Find and copy the lines in the records beneath this task that contain the word "endpoints".

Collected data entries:
##########

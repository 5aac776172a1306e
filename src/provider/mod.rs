//! EIP-1193 provider abstraction
//!
//! Every chain interaction goes through [`Eip1193Provider::request`], the same
//! single-method surface browser wallets and WalletConnect sessions expose. The
//! module ships a JSON-RPC over HTTP implementation ([`http::HttpProvider`]), a
//! typed client on top of any provider ([`eth::EthClient`]), endpoint probing for
//! dedicated per-network providers ([`factory::RpcProviderFactory`]) and a provider
//! that reads from one network while signing through the wallet
//! ([`routed::WalletRoutedProvider`]).
//!
//! Provider failures are structured: the JSON-RPC error code travels with the
//! message and [`ProviderError::kind`] classifies it once, so the services above
//! never match on message text.
//!
//! # Examples
//!
//! ```no_run
//! use jobboard_payments::provider::{eth::EthClient, http::HttpProvider};
//! use std::sync::Arc;
//!
//! # async fn example() -> jobboard_payments::Result<()> {
//! let provider = HttpProvider::new("https://bsc-testnet.publicnode.com")?;
//! let client = EthClient::new(Arc::new(provider));
//! let chain_id = client.chain_id().await?;
//! assert_eq!(chain_id, 97);
//! # Ok(())
//! # }
//! ```

use async_trait::async_trait;
use serde_json::Value;
use thiserror::Error;

pub mod abi;
pub mod eth;
pub mod factory;
pub mod http;
pub mod routed;
pub mod signer;
pub mod units;

#[cfg(test)]
pub(crate) mod mock;

pub use eth::{EthClient, TransactionReceipt, TransactionRequest};
pub use factory::{ProviderFactory, RpcProviderFactory};
pub use http::HttpProvider;
pub use routed::WalletRoutedProvider;
pub use signer::LocalSigner;

/// EIP-1193 user rejected the request
pub const CODE_USER_REJECTED: i64 = 4001;
/// EIP-1193 account or method not authorized
pub const CODE_UNAUTHORIZED: i64 = 4100;
/// EIP-1193 method not supported by the provider
pub const CODE_UNSUPPORTED_METHOD: i64 = 4200;
/// Chain not added to the wallet (`wallet_switchEthereumChain`)
pub const CODE_UNRECOGNIZED_CHAIN: i64 = 4902;
/// Geth-style execution reverted
pub const CODE_EXECUTION_REVERTED: i64 = 3;
/// Generic server error used by most nodes for transaction failures
pub const CODE_SERVER_ERROR: i64 = -32000;
/// JSON-RPC method not found
pub const CODE_METHOD_NOT_FOUND: i64 = -32601;

/// A wallet or node exposing the EIP-1193 `request` method
#[async_trait]
pub trait Eip1193Provider: Send + Sync {
    /// Submit a JSON-RPC request
    async fn request(&self, method: &str, params: Value) -> Result<Value, ProviderError>;

    /// Short label used in logs and for fallback sessions
    fn label(&self) -> String {
        "provider".to_string()
    }
}

/// Failure reported by a provider
#[derive(Debug, Clone, Error)]
pub enum ProviderError {
    /// JSON-RPC error object returned by the wallet or node
    #[error("JSON-RPC error {code}: {message}")]
    Rpc {
        code: i64,
        message: String,
        data: Option<Value>,
    },

    /// The request never produced a JSON-RPC response
    #[error("transport error: {0}")]
    Transport(String),

    /// The response could not be interpreted
    #[error("invalid response: {0}")]
    InvalidResponse(String),
}

/// Coarse classification of a provider failure
#[derive(Debug, Clone, Copy, PartialEq, Eq)]
pub enum ProviderErrorKind {
    UserRejected,
    Unauthorized,
    UnrecognizedChain,
    InsufficientFunds,
    Reverted,
    MethodNotFound,
    Transport,
    Other,
}

impl ProviderError {
    /// Create a JSON-RPC error without data
    pub fn rpc(code: i64, message: impl Into<String>) -> Self {
        Self::Rpc {
            code,
            message: message.into(),
            data: None,
        }
    }

    /// Build from a JSON-RPC `error` object
    pub fn from_error_object(error: &Value) -> Self {
        let code = error.get("code").and_then(Value::as_i64).unwrap_or(0);
        let message = error
            .get("message")
            .and_then(Value::as_str)
            .unwrap_or("unknown error")
            .to_string();
        Self::Rpc {
            code,
            message,
            data: error.get("data").cloned(),
        }
    }

    /// JSON-RPC code, if any
    pub fn code(&self) -> Option<i64> {
        match self {
            Self::Rpc { code, .. } => Some(*code),
            _ => None,
        }
    }

    /// Classify the failure
    ///
    /// Codes are authoritative. Messages are consulted only for wallets that wrap
    /// rejections and node-side failures under generic codes.
    pub fn kind(&self) -> ProviderErrorKind {
        let (code, message) = match self {
            Self::Rpc { code, message, .. } => (*code, message.to_lowercase()),
            Self::Transport(_) => return ProviderErrorKind::Transport,
            Self::InvalidResponse(_) => return ProviderErrorKind::Other,
        };

        match code {
            CODE_USER_REJECTED => return ProviderErrorKind::UserRejected,
            CODE_UNAUTHORIZED => return ProviderErrorKind::Unauthorized,
            CODE_UNRECOGNIZED_CHAIN => return ProviderErrorKind::UnrecognizedChain,
            CODE_EXECUTION_REVERTED => return ProviderErrorKind::Reverted,
            CODE_METHOD_NOT_FOUND | CODE_UNSUPPORTED_METHOD => {
                return ProviderErrorKind::MethodNotFound
            }
            _ => {}
        }

        if message.contains("user rejected") || message.contains("user denied") {
            ProviderErrorKind::UserRejected
        } else if message.contains("insufficient funds") {
            ProviderErrorKind::InsufficientFunds
        } else if message.contains("execution reverted") || message.contains("revert") {
            ProviderErrorKind::Reverted
        } else if message.contains("unrecognized chain") {
            ProviderErrorKind::UnrecognizedChain
        } else {
            ProviderErrorKind::Other
        }
    }
}

impl From<reqwest::Error> for ProviderError {
    fn from(err: reqwest::Error) -> Self {
        Self::Transport(err.to_string())
    }
}

#[cfg(test)]
mod tests {
    use super::*;
    use serde_json::json;

    #[test]
    fn test_classification_by_code() {
        assert_eq!(
            ProviderError::rpc(4001, "whatever").kind(),
            ProviderErrorKind::UserRejected
        );
        assert_eq!(
            ProviderError::rpc(4100, "not authorized").kind(),
            ProviderErrorKind::Unauthorized
        );
        assert_eq!(
            ProviderError::rpc(4902, "Unrecognized chain ID \"0x61\"").kind(),
            ProviderErrorKind::UnrecognizedChain
        );
        assert_eq!(
            ProviderError::rpc(3, "execution reverted").kind(),
            ProviderErrorKind::Reverted
        );
        assert_eq!(
            ProviderError::rpc(-32601, "the method payForPlan does not exist").kind(),
            ProviderErrorKind::MethodNotFound
        );
    }

    #[test]
    fn test_classification_of_wrapped_messages() {
        assert_eq!(
            ProviderError::rpc(-32000, "insufficient funds for gas * price + value").kind(),
            ProviderErrorKind::InsufficientFunds
        );
        assert_eq!(
            ProviderError::rpc(-32603, "MetaMask Tx Signature: User denied transaction signature.")
                .kind(),
            ProviderErrorKind::UserRejected
        );
        assert_eq!(
            ProviderError::rpc(-32000, "execution reverted: not enough allowance").kind(),
            ProviderErrorKind::Reverted
        );
        assert_eq!(
            ProviderError::rpc(-32000, "nonce too low").kind(),
            ProviderErrorKind::Other
        );
        assert_eq!(
            ProviderError::Transport("timed out".to_string()).kind(),
            ProviderErrorKind::Transport
        );
    }

    #[test]
    fn test_from_error_object() {
        let err = ProviderError::from_error_object(&json!({
            "code": 3,
            "message": "execution reverted",
            "data": "0x08c379a0"
        }));
        assert_eq!(err.code(), Some(3));
        assert_eq!(err.to_string(), "JSON-RPC error 3: execution reverted");
        match err {
            ProviderError::Rpc { data, .. } => assert_eq!(data, Some(json!("0x08c379a0"))),
            other => panic!("unexpected {:?}", other),
        }
    }
}
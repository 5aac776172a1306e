//! JSON-RPC over HTTP

use super::abi;
use super::signer::{LegacyTransaction, LocalSigner};
use super::{Eip1193Provider, ProviderError};
use crate::types::parse_address;
use crate::{PaymentError, Result};
use async_trait::async_trait;
use ethereum_types::{Address, U256};
use reqwest::Client;
use serde_json::{json, Value};
use std::sync::atomic::{AtomicU64, Ordering};
use std::time::Duration;

/// Default request timeout for public endpoints
pub const DEFAULT_RPC_TIMEOUT: Duration = Duration::from_secs(10);

/// A node endpoint, optionally signing transactions with a local key
#[derive(Debug)]
pub struct HttpProvider {
    url: String,
    client: Client,
    next_id: AtomicU64,
    signer: Option<LocalSigner>,
}

impl HttpProvider {
    /// Create a provider for an endpoint
    pub fn new(url: impl Into<String>) -> Result<Self> {
        Self::with_timeout(url, DEFAULT_RPC_TIMEOUT)
    }

    /// Create a provider with a custom request timeout
    pub fn with_timeout(url: impl Into<String>, timeout: Duration) -> Result<Self> {
        let url = url.into();
        url::Url::parse(&url)
            .map_err(|e| PaymentError::config(format!("Invalid RPC URL '{}': {}", url, e)))?;

        let client = Client::builder()
            .timeout(timeout)
            .build()
            .map_err(|e| PaymentError::config(format!("Failed to create HTTP client: {}", e)))?;

        Ok(Self {
            url,
            client,
            next_id: AtomicU64::new(1),
            signer: None,
        })
    }

    /// Sign `eth_sendTransaction` locally with this key
    pub fn with_signer(mut self, signer: LocalSigner) -> Self {
        self.signer = Some(signer);
        self
    }

    /// Endpoint URL
    pub fn url(&self) -> &str {
        &self.url
    }

    /// Forward a request to the node
    async fn rpc_call(&self, method: &str, params: Value) -> std::result::Result<Value, ProviderError> {
        let id = self.next_id.fetch_add(1, Ordering::Relaxed);
        let body = json!({
            "jsonrpc": "2.0",
            "id": id,
            "method": method,
            "params": params,
        });

        tracing::debug!(url = %self.url, method, id, "JSON-RPC request");

        let response = self.client.post(&self.url).json(&body).send().await?;
        let status = response.status();
        if !status.is_success() {
            let text = response
                .text()
                .await
                .unwrap_or_else(|_| "Unable to read response body".to_string());
            tracing::warn!(url = %self.url, method, %status, "JSON-RPC HTTP failure");
            return Err(ProviderError::Transport(format!("HTTP {}: {}", status, text)));
        }

        let payload: Value = response
            .json()
            .await
            .map_err(|e| ProviderError::InvalidResponse(e.to_string()))?;

        if let Some(error) = payload.get("error") {
            return Err(ProviderError::from_error_object(error));
        }

        payload
            .get("result")
            .cloned()
            .ok_or_else(|| ProviderError::InvalidResponse("missing result".to_string()))
    }

    async fn send_signed(
        &self,
        signer: &LocalSigner,
        params: &Value,
    ) -> std::result::Result<Value, ProviderError> {
        let tx = params
            .get(0)
            .ok_or_else(|| ProviderError::rpc(-32602, "missing transaction object"))?;

        let to = match tx.get("to").and_then(Value::as_str) {
            Some(to) => Some(
                parse_address(to).map_err(|e| ProviderError::rpc(-32602, e.to_string()))?,
            ),
            None => None,
        };
        let value = quantity_field(tx, "value")?.unwrap_or_default();
        let data = match tx.get("data").and_then(Value::as_str) {
            Some(data) => {
                abi::decode_hex(data).map_err(|e| ProviderError::rpc(-32602, e.to_string()))?
            }
            None => Vec::new(),
        };

        let chain_id = match quantity_field(tx, "chainId")? {
            Some(chain_id) => chain_id.low_u64(),
            None => self.quantity("eth_chainId", json!([])).await?.low_u64(),
        };
        let from = format!("{:?}", signer.address());
        let nonce = self
            .quantity("eth_getTransactionCount", json!([from, "pending"]))
            .await?;
        let gas_price = match quantity_field(tx, "gasPrice")? {
            Some(price) => price,
            None => self.quantity("eth_gasPrice", json!([])).await?,
        };
        let gas = match quantity_field(tx, "gas")? {
            Some(gas) => gas,
            None => {
                let mut estimate = tx.clone();
                if let Some(obj) = estimate.as_object_mut() {
                    obj.insert("from".to_string(), json!(from));
                    obj.remove("chainId");
                }
                self.quantity("eth_estimateGas", json!([estimate])).await?
            }
        };

        let raw = signer
            .sign_transaction(&LegacyTransaction {
                nonce,
                gas_price,
                gas,
                to,
                value,
                data,
                chain_id,
            })
            .map_err(|e| ProviderError::InvalidResponse(e.to_string()))?;

        tracing::debug!(%from, chain_id, "Submitting locally signed transaction");
        self.rpc_call(
            "eth_sendRawTransaction",
            json!([format!("0x{}", hex::encode(raw))]),
        )
        .await
    }

    async fn quantity(&self, method: &str, params: Value) -> std::result::Result<U256, ProviderError> {
        let value = self.rpc_call(method, params).await?;
        parse_quantity(&value)
    }

    fn accounts(&self) -> Vec<Address> {
        self.signer.iter().map(LocalSigner::address).collect()
    }
}

#[async_trait]
impl Eip1193Provider for HttpProvider {
    async fn request(&self, method: &str, params: Value) -> std::result::Result<Value, ProviderError> {
        match (method, &self.signer) {
            ("eth_accounts" | "eth_requestAccounts", Some(_)) => Ok(json!(self
                .accounts()
                .iter()
                .map(|a| format!("{:?}", a))
                .collect::<Vec<_>>())),
            ("eth_sendTransaction", Some(signer)) => self.send_signed(signer, &params).await,
            ("wallet_switchEthereumChain" | "wallet_addEthereumChain", _) => Err(
                ProviderError::rpc(super::CODE_UNSUPPORTED_METHOD, "Node endpoints cannot switch chains"),
            ),
            _ => self.rpc_call(method, params).await,
        }
    }

    fn label(&self) -> String {
        self.url.clone()
    }
}

/// Parse a `0x` hex quantity
pub fn parse_quantity(value: &Value) -> std::result::Result<U256, ProviderError> {
    let text = value
        .as_str()
        .ok_or_else(|| ProviderError::InvalidResponse(format!("expected quantity, got {}", value)))?;
    let digits = text.trim_start_matches("0x");
    if digits.is_empty() {
        return Ok(U256::zero());
    }
    U256::from_str_radix(digits, 16)
        .map_err(|_| ProviderError::InvalidResponse(format!("invalid quantity '{}'", text)))
}

fn quantity_field(tx: &Value, field: &str) -> std::result::Result<Option<U256>, ProviderError> {
    tx.get(field).filter(|v| !v.is_null()).map(parse_quantity).transpose()
}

##########

= Response box =
/// Default request timeout for public endpoints
                ProviderError::rpc(super::CODE_UNSUPPORTED_METHOD, "Node endpoints cannot switch chains"),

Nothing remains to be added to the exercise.